▸ Work instructions:
Below are the records. Transcribe them exactly.

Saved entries
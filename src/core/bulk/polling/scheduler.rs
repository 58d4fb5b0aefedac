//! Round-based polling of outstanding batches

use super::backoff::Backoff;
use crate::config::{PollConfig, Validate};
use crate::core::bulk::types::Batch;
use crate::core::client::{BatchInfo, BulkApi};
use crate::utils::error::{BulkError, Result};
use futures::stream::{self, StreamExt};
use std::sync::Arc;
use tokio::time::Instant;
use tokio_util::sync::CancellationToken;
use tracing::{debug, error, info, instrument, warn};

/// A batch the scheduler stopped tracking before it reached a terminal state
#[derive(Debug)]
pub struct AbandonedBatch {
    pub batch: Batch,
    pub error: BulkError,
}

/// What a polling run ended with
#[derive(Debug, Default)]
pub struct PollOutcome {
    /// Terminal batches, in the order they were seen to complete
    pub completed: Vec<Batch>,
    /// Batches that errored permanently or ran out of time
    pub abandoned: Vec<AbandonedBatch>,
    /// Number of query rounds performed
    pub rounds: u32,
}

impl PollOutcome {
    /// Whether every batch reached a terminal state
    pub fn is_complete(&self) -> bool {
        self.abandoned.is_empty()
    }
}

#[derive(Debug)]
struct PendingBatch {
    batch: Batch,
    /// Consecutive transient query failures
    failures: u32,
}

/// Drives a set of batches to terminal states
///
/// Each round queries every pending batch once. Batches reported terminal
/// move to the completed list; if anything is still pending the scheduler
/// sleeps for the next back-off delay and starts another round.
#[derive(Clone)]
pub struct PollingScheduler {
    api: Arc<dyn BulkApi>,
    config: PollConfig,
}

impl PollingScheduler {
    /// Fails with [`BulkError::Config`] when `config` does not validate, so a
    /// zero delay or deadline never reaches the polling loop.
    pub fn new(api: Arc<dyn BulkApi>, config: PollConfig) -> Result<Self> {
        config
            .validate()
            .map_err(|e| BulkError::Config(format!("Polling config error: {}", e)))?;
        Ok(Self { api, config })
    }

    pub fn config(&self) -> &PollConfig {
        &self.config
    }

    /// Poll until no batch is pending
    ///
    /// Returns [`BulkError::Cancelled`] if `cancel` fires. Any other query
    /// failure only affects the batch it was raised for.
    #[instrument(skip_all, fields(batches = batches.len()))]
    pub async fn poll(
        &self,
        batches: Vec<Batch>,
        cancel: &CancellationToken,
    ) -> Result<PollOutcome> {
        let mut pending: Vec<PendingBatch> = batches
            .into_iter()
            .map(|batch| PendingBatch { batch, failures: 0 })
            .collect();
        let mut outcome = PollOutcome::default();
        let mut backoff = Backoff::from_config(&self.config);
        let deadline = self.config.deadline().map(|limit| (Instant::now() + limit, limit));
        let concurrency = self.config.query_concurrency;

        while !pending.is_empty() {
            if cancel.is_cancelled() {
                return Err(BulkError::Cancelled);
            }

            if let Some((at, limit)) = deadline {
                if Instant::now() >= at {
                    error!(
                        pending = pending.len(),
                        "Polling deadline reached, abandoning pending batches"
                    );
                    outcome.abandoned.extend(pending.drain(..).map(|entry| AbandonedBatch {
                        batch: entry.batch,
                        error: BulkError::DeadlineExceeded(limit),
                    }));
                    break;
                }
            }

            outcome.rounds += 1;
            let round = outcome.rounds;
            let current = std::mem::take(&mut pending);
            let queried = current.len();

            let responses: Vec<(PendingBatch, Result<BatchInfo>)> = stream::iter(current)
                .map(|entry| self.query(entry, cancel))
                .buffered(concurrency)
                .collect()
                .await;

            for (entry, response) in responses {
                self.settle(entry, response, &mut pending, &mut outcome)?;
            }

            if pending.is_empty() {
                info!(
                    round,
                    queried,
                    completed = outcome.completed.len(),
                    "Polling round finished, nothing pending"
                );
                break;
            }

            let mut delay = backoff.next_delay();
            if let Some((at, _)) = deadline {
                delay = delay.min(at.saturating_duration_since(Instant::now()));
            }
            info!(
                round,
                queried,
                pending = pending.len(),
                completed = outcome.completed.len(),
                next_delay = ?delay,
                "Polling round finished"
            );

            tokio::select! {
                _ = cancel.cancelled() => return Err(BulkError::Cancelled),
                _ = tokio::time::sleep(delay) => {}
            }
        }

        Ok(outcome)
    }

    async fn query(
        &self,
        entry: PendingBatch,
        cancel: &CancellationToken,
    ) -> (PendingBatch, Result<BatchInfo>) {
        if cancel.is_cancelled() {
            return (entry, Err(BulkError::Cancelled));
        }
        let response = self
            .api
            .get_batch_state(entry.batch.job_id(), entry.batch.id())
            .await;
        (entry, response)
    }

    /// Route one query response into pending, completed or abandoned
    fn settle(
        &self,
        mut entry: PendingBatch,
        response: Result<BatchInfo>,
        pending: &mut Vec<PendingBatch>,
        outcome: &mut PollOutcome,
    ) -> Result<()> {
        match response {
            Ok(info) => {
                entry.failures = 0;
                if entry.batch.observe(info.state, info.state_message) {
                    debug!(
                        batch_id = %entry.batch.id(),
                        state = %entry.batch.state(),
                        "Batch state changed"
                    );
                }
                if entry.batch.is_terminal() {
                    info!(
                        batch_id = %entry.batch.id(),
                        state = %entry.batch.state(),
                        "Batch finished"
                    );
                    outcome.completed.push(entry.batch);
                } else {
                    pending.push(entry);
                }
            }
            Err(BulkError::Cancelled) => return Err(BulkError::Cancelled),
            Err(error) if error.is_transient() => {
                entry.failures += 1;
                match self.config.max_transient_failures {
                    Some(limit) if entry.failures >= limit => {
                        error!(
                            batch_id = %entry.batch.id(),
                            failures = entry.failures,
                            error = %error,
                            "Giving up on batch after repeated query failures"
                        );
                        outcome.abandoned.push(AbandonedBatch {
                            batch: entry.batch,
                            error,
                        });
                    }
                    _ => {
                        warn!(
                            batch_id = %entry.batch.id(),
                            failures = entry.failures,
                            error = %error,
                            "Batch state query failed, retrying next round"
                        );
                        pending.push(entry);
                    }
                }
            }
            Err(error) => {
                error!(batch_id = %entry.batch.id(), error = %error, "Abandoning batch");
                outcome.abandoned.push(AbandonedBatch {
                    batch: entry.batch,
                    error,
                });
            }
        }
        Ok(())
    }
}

▸ Reply:
filename src/core/bulk/polling/scheduler.rs
repository 58d4fb5b0aefedac
//! Round-based polling of outstanding batches

use super::backoff::Backoff;
use crate::config::{PollConfig, Validate};
use crate::core::bulk::types::Batch;
use crate::core::client::{BatchInfo, BulkApi};
use crate::utils::error::{BulkError, Result};
use futures::stream::{self, StreamExt};
use std::sync::Arc;
use tokio::time::Instant;
use tokio_util::sync::CancellationToken;
use tracing::{debug, error, info, instrument, warn};

/// A batch the scheduler stopped tracking before it reached a terminal state
#[derive(Debug)]
pub struct AbandonedBatch {
    pub batch: Batch,
    pub error: BulkError,
}

/// What a polling run ended with
#[derive(Debug, Default)]
pub struct PollOutcome {
    /// Terminal batches, in the order they were seen to complete
    pub completed: Vec<Batch>,
    /// Batches that errored permanently or ran out of time
    pub abandoned: Vec<AbandonedBatch>,
    /// Number of query rounds performed
    pub rounds: u32,
}

impl PollOutcome {
    /// Whether every batch reached a terminal state
    pub fn is_complete(&self) -> bool {
        self.abandoned.is_empty()
    }
}

#[derive(Debug)]
struct PendingBatch {
    batch: Batch,
    /// Consecutive transient query failures
    failures: u32,
}

/// Drives a set of batches to terminal states
///
/// Each round queries every pending batch once. Batches reported terminal
/// move to the completed list; if anything is still pending the scheduler
/// sleeps for the next back-off delay and starts another round.
#[derive(Clone)]
pub struct PollingScheduler {
    api: Arc<dyn BulkApi>,
    config: PollConfig,
}

impl PollingScheduler {
    /// Fails with [`BulkError::Config`] when `config` does not validate, so a
    /// zero delay or deadline never reaches the polling loop.
    pub fn new(api: Arc<dyn BulkApi>, config: PollConfig) -> Result<Self> {
        config
            .validate()
            .map_err(|e| BulkError::Config(format!("Polling config error: {}", e)))?;
        Ok(Self { api, config })
    }

    pub fn config(&self) -> &PollConfig {
        &self.config
    }

    /// Poll until no batch is pending
    ///
    /// Returns [`BulkError::Cancelled`] if `cancel` fires. Any other query
    /// failure only affects the batch it was raised for.
    #[instrument(skip_all, fields(batches = batches.len()))]
    pub async fn poll(
        &self,
        batches: Vec<Batch>,
        cancel: &CancellationToken,
    ) -> Result<PollOutcome> {
        let mut pending: Vec<PendingBatch> = batches
            .into_iter()
            .map(|batch| PendingBatch { batch, failures: 0 })
            .collect();
        let mut outcome = PollOutcome::default();
        let mut backoff = Backoff::from_config(&self.config);
        let deadline = self.config.deadline().map(|limit| (Instant::now() + limit, limit));
        let concurrency = self.config.query_concurrency;

        while !pending.is_empty() {
            if cancel.is_cancelled() {
                return Err(BulkError::Cancelled);
            }

            if let Some((at, limit)) = deadline {
                if Instant::now() >= at {
                    error!(
                        pending = pending.len(),
                        "Polling deadline reached, abandoning pending batches"
                    );
                    outcome.abandoned.extend(pending.drain(..).map(|entry| AbandonedBatch {
                        batch: entry.batch,
                        error: BulkError::DeadlineExceeded(limit),
                    }));
                    break;
                }
            }

            outcome.rounds += 1;
            let round = outcome.rounds;
            let current = std::mem::take(&mut pending);
            let queried = current.len();

            let responses: Vec<(PendingBatch, Result<BatchInfo>)> = stream::iter(current)
                .map(|entry| self.query(entry, cancel))
                .buffered(concurrency)
                .collect()
                .await;

            for (entry, response) in responses {
                self.settle(entry, response, &mut pending, &mut outcome)?;
            }

            if pending.is_empty() {
                info!(
                    round,
                    queried,
                    completed = outcome.completed.len(),
                    "Polling round finished, nothing pending"
                );
                break;
            }

            let mut delay = backoff.next_delay();
            if let Some((at, _)) = deadline {
                delay = delay.min(at.saturating_duration_since(Instant::now()));
            }
            info!(
                round,
                queried,
                pending = pending.len(),
                completed = outcome.completed.len(),
                next_delay = ?delay,
                "Polling round finished"
            );

            tokio::select! {
                _ = cancel.cancelled() => return Err(BulkError::Cancelled),
                _ = tokio::time::sleep(delay) => {}
            }
        }

        Ok(outcome)
    }

    async fn query(
        &self,
        entry: PendingBatch,
        cancel: &CancellationToken,
    ) -> (PendingBatch, Result<BatchInfo>) {
        if cancel.is_cancelled() {
            return (entry, Err(BulkError::Cancelled));
        }
        let response = self
            .api
            .get_batch_state(entry.batch.job_id(), entry.batch.id())
            .await;
        (entry, response)
    }

    /// Route one query response into pending, completed or abandoned
    fn settle(
        &self,
        mut entry: PendingBatch,
        response: Result<BatchInfo>,
        pending: &mut Vec<PendingBatch>,
        outcome: &mut PollOutcome,
    ) -> Result<()> {
        match response {
            Ok(info) => {
                entry.failures = 0;
                if entry.batch.observe(info.state, info.state_message) {
                    debug!(
                        batch_id = %entry.batch.id(),
                        state = %entry.batch.state(),
                        "Batch state changed"
                    );
                }
                if entry.batch.is_terminal() {
                    info!(
                        batch_id = %entry.batch.id(),
                        state = %entry.batch.state(),
                        "Batch finished"
                    );
                    outcome.completed.push(entry.batch);
                } else {
                    pending.push(entry);
                }
            }
            Err(BulkError::Cancelled) => return Err(BulkError::Cancelled),
            Err(error) if error.is_transient() => {
                entry.failures += 1;
                match self.config.max_transient_failures {
                    Some(limit) if entry.failures >= limit => {
                        error!(
                            batch_id = %entry.batch.id(),
                            failures = entry.failures,
                            error = %error,
                            "Giving up on batch after repeated query failures"
                        );
                        outcome.abandoned.push(AbandonedBatch {
                            batch: entry.batch,
                            error,
                        });
                    }
                    _ => {
                        warn!(
                            batch_id = %entry.batch.id(),
                            failures = entry.failures,
                            error = %error,
                            "Batch state query failed, retrying next round"
                        );
                        pending.push(entry);
                    }
                }
            }
            Err(error) => {
                error!(batch_id = %entry.batch.id(), error = %error, "Abandoning batch");
                outcome.abandoned.push(AbandonedBatch {
                    batch: entry.batch,
                    error,
                });
            }
        }
        Ok(())
    }
}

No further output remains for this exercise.